-- Task to carry out --
Find every line in the records that holds the string "PrivateCookieJar". Copy each one.

=== Records for the task ===

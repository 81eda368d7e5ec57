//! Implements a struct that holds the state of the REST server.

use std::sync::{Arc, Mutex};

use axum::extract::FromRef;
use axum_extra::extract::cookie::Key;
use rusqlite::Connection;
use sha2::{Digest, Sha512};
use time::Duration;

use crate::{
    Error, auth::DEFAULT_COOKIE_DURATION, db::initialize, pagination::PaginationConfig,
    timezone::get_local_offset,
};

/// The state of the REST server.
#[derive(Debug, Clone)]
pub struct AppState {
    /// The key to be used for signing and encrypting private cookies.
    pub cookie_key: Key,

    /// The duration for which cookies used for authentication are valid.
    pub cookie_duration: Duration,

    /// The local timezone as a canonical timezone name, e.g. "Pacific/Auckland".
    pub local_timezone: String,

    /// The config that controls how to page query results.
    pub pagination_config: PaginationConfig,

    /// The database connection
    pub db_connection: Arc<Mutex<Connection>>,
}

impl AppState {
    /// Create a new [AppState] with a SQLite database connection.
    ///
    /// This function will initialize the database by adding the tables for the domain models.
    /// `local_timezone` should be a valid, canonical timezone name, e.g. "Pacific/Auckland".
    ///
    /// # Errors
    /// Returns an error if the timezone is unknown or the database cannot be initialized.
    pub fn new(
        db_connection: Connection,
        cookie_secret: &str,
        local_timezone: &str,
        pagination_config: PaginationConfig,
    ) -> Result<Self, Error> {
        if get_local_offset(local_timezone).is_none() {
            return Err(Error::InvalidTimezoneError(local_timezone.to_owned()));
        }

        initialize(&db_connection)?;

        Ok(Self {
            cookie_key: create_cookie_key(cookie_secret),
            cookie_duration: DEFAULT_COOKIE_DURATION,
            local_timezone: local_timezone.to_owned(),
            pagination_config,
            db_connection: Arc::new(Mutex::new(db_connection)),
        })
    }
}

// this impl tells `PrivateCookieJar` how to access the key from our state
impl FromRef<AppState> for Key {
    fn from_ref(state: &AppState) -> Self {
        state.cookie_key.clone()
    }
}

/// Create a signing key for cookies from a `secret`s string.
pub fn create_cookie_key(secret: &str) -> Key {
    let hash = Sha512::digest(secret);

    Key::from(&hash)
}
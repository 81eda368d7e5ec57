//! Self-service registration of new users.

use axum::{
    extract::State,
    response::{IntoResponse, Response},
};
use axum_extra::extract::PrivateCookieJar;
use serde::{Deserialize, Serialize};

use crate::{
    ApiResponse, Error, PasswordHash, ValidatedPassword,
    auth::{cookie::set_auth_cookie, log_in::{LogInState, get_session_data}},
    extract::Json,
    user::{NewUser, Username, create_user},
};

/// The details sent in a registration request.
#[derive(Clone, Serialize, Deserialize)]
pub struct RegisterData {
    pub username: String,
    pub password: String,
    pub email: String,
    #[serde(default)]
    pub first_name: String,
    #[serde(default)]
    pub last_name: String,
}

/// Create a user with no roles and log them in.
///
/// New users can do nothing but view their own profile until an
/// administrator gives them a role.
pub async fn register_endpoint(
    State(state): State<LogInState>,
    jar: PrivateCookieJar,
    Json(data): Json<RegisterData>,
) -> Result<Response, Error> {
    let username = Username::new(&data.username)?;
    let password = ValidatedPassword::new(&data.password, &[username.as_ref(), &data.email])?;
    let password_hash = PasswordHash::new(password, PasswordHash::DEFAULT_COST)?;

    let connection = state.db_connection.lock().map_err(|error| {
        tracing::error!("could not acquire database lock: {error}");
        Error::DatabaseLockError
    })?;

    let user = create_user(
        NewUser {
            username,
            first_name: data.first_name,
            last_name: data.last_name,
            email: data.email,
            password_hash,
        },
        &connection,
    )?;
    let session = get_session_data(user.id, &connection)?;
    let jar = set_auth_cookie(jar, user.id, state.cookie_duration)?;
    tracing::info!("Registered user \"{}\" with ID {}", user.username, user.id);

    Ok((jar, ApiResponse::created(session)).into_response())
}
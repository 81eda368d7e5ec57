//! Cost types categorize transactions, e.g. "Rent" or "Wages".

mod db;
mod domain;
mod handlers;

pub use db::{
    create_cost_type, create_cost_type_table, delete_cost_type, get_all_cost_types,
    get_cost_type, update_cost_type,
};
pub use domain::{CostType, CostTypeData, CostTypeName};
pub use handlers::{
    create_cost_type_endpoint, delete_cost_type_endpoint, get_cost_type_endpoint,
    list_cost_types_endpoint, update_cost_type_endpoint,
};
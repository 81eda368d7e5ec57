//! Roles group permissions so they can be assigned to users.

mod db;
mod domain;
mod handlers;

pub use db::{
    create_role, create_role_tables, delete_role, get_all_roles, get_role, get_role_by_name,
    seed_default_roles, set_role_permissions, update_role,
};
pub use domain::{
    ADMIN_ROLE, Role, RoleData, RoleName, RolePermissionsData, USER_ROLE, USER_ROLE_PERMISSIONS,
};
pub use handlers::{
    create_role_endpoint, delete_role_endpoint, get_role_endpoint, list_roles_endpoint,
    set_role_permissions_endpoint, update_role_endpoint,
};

===

-- Exercise result --
// this impl tells `PrivateCookieJar` how to access the key from our state
use axum_extra::extract::PrivateCookieJar;
    jar: PrivateCookieJar,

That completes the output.